Establishing a foreign investment company or PT PMA, is the preferred structure for companies looking to have a legal presence in the country. Foreign investors will need to have a minimum paid-up capital equivalent of 10 billion rupiah (US$696,000), up from the previous 2.5 billion rupiah (US$174,135), as the government aims to attract more high-value investments into the country.
Prior to setting up, applicants should study the new Positive Investment List (PIL) to see which business sectors are unavailable or restricted for foreign ownership. The general principle under the positive investment list is that a business sector is open to 100 percent foreign investment unless it is subjected to a specific type of limitation. The regulation presents one of the greatest liberalizations in foreign ownership limitations in Indonesia since the negative investment list was first introduced in the 1980s.

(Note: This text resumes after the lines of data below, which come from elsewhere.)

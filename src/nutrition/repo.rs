use axum::async_trait;
use sqlx::{FromRow, PgPool};
use time::{Date, OffsetDateTime};
use uuid::Uuid;

use crate::nutrition::aggregate::DailyTotals;

/// Persisted daily snapshot: totals, target at the time of writing, and the
/// number of completed meals. One row per user per day.
#[derive(Debug, Clone, FromRow)]
pub struct NutritionLog {
    pub user_id: Uuid,
    pub day: Date,
    pub calories: f64,
    pub protein_g: f64,
    pub fat_g: f64,
    pub carbs_g: f64,
    pub meals_completed: i32,
    pub target_calories: Option<i32>,
    pub updated_at: OffsetDateTime,
}

/// Storage seam for the nutrition log. Writes carry the absolute recomputed
/// snapshot, so replaying one is a no-op.
#[async_trait]
pub trait NutritionLogStore: Send + Sync {
    async fn upsert_day(
        &self,
        user_id: Uuid,
        totals: &DailyTotals,
        target_calories: Option<i32>,
    ) -> anyhow::Result<()>;

    async fn list_recent(&self, user_id: Uuid, limit: i64) -> anyhow::Result<Vec<NutritionLog>>;
}

pub struct PgNutritionLog {
    db: PgPool,
}

impl PgNutritionLog {
    pub fn new(db: PgPool) -> Self {
        Self { db }
    }
}

#[async_trait]
impl NutritionLogStore for PgNutritionLog {
    async fn upsert_day(
        &self,
        user_id: Uuid,
        totals: &DailyTotals,
        target_calories: Option<i32>,
    ) -> anyhow::Result<()> {
        sqlx::query(
            r#"
            INSERT INTO nutrition_log
                (user_id, day, calories, protein_g, fat_g, carbs_g,
                 meals_completed, target_calories, updated_at)
            VALUES ($1, $2, $3, $4, $5, $6, $7, $8, now())
            ON CONFLICT (user_id, day) DO UPDATE SET
                calories = EXCLUDED.calories,
                protein_g = EXCLUDED.protein_g,
                fat_g = EXCLUDED.fat_g,
                carbs_g = EXCLUDED.carbs_g,
                meals_completed = EXCLUDED.meals_completed,
                target_calories = EXCLUDED.target_calories,
                updated_at = now()
            "#,
        )
        .bind(user_id)
        .bind(totals.date)
        .bind(totals.calories)
        .bind(totals.protein_g)
        .bind(totals.fat_g)
        .bind(totals.carbs_g)
        .bind(totals.meal_count as i32)
        .bind(target_calories)
        .execute(&self.db)
        .await?;
        Ok(())
    }

    async fn list_recent(&self, user_id: Uuid, limit: i64) -> anyhow::Result<Vec<NutritionLog>> {
        let rows = sqlx::query_as::<_, NutritionLog>(
            r#"
            SELECT user_id, day, calories, protein_g, fat_g, carbs_g,
                   meals_completed, target_calories, updated_at
            FROM nutrition_log
            WHERE user_id = $1
            ORDER BY day DESC
            LIMIT $2
            "#,
        )
        .bind(user_id)
        .bind(limit)
        .fetch_all(&self.db)
        .await?;
        Ok(rows)
    }
}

Important sectors that had previous foreign ownership restrictions, which have now been lifted include, among others:
o Energy; and
The Positive investment list
The government has classified business fields into four categories.

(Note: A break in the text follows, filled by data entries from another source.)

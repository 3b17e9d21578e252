use std::collections::HashMap;

use anyhow::Context;
use sqlx::{FromRow, PgPool};
use time::OffsetDateTime;
use uuid::Uuid;

use crate::meals::repo_types::{Ingredient, MealNutrition, MealRecord};

#[derive(Debug, FromRow)]
struct MealRow {
    id: Uuid,
    user_id: Uuid,
    name: String,
    calories: f64,
    protein_g: f64,
    fat_g: f64,
    carbs_g: f64,
    ingredients: serde_json::Value,
}

#[derive(Debug, FromRow)]
struct CompletionRow {
    meal_id: Uuid,
    completed_at: OffsetDateTime,
}

impl MealRow {
    fn into_record(self, completions: Vec<OffsetDateTime>) -> anyhow::Result<MealRecord> {
        let ingredients: Vec<Ingredient> =
            serde_json::from_value(self.ingredients).context("decode meal ingredients")?;
        Ok(MealRecord {
            id: self.id,
            user_id: self.user_id,
            name: self.name,
            nutrition: MealNutrition {
                calories: self.calories,
                protein_g: self.protein_g,
                fat_g: self.fat_g,
                carbs_g: self.carbs_g,
            },
            ingredients,
            completions,
        })
    }
}

pub async fn insert(
    db: &PgPool,
    user_id: Uuid,
    name: &str,
    nutrition: &MealNutrition,
    ingredients: &[Ingredient],
) -> anyhow::Result<MealRecord> {
    let row = sqlx::query_as::<_, MealRow>(
        r#"
        INSERT INTO meals (id, user_id, name, calories, protein_g, fat_g, carbs_g, ingredients)
        VALUES ($1, $2, $3, $4, $5, $6, $7, $8)
        RETURNING id, user_id, name, calories, protein_g, fat_g, carbs_g, ingredients
        "#,
    )
    .bind(Uuid::new_v4())
    .bind(user_id)
    .bind(name)
    .bind(nutrition.calories)
    .bind(nutrition.protein_g)
    .bind(nutrition.fat_g)
    .bind(nutrition.carbs_g)
    .bind(serde_json::to_value(ingredients).context("encode meal ingredients")?)
    .fetch_one(db)
    .await?;
    row.into_record(Vec::new())
}

/// The meal history feed: every meal of the user together with its full
/// completion log, one timestamp per completion event.
pub async fn list_with_completions(db: &PgPool, user_id: Uuid) -> anyhow::Result<Vec<MealRecord>> {
    let rows = sqlx::query_as::<_, MealRow>(
        r#"
        SELECT id, user_id, name, calories, protein_g, fat_g, carbs_g, ingredients
        FROM meals
        WHERE user_id = $1
        ORDER BY created_at DESC
        "#,
    )
    .bind(user_id)
    .fetch_all(db)
    .await?;

    let completions = sqlx::query_as::<_, CompletionRow>(
        r#"
        SELECT c.meal_id, c.completed_at
        FROM meal_completions c
        JOIN meals m ON m.id = c.meal_id
        WHERE m.user_id = $1
        ORDER BY c.completed_at ASC
        "#,
    )
    .bind(user_id)
    .fetch_all(db)
    .await?;

    let mut by_meal: HashMap<Uuid, Vec<OffsetDateTime>> = HashMap::new();
    for c in completions {
        by_meal.entry(c.meal_id).or_default().push(c.completed_at);
    }

    rows.into_iter()
        .map(|row| {
            let log = by_meal.remove(&row.id).unwrap_or_default();
            row.into_record(log)
        })
        .collect()
}

pub async fn get_with_completions(
    db: &PgPool,
    user_id: Uuid,
    meal_id: Uuid,
) -> anyhow::Result<Option<MealRecord>> {
    let row = sqlx::query_as::<_, MealRow>(
        r#"
        SELECT id, user_id, name, calories, protein_g, fat_g, carbs_g, ingredients
        FROM meals
        WHERE id = $1 AND user_id = $2
        "#,
    )
    .bind(meal_id)
    .bind(user_id)
    .fetch_optional(db)
    .await?;

    let Some(row) = row else {
        return Ok(None);
    };

    let completions = sqlx::query_as::<_, CompletionRow>(
        r#"
        SELECT meal_id, completed_at
        FROM meal_completions
        WHERE meal_id = $1
        ORDER BY completed_at ASC
        "#,
    )
    .bind(meal_id)
    .fetch_all(db)
    .await?;

    let log = completions.into_iter().map(|c| c.completed_at).collect();
    Ok(Some(row.into_record(log)?))
}

pub async fn insert_completion(
    db: &PgPool,
    meal_id: Uuid,
    completed_at: OffsetDateTime,
) -> anyhow::Result<()> {
    sqlx::query(
        r#"
        INSERT INTO meal_completions (meal_id, completed_at)
        VALUES ($1, $2)
        "#,
    )
    .bind(meal_id)
    .bind(completed_at)
    .execute(db)
    .await?;
    Ok(())
}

1. Priority sectors – 245 business lines open for foreign investment;
2. Business fields that stipulate specific requirements or limitations — 46 business lines open;
3. Businesses fields open to large enterprises, including foreign investors, but are subject to a compulsory partnership with cooperatives and micro, small, and medium-sized enterprises (MSMEs) — 51 business lines open; and
4. Business fields reserved for cooperatives and MSMEs (not open to foreign investment) — 112 business lines.
To classify as a priority sector, business enterprises must meet the following criteria:
o Must be labor intensive;
o Must be capital intensive;
o Must be part of a national project/program;
o Must be export-oriented;
o Must involve a pioneer industry (renewables, oil refining, metals, etc.);
o Must utilize advanced technologies; and
o Must implement research and development activities.
There are 245 business fields under this category that can be found under Exhibit 1 of the positive investment list. Moreover, businesses in priority sectors are eligible for a range of fiscal and non-fiscal incentives.
Fiscal incentives include a 50 percent corporate income tax reduction for investments between 100 billion rupiah (US$6.9 million) and 500 billion rupiah (US$34.8 million) for a period of five years and 100 CIT reduction for investments over 500 billion rupiah (US$34.8 million) for a period between five and 20 years.
In addition, there are tax allowances available in the form of a reduction in the taxable income of 30 percent of the total investment for six years, a special withholding tax rate on dividends of 10 percent, and tax losses carried forward for up to 10 years.
Examples of non-fiscal incentives are the provision of supporting infrastructure, simplified business licensing procedures, and the guaranteed energy supply or raw materials.
What are the advantages of a PT PMA?
There are several advantages of PT PMAs, including:
o Special financial and non-financial incentives, particularly in pioneer industries;
o Incentives for setting up in special economic zones (SEZs);
o Foreign investors can own as little as one percent and as much as 100 percent of the company (depending on the industry);
o Able to participate in government-sponsored business tenders in the country;
o Ease of processing for business licenses;
o Ease of processing for work permits;
o Lower tax and import duties;
o Simple organization structure (requiring only one director, one commissioner, and two shareholders); and
o Ability to sponsor foreign executives.
There are no restrictions on where the PT PMA can be set up in the country, but the business can only focus on one specific sector or area.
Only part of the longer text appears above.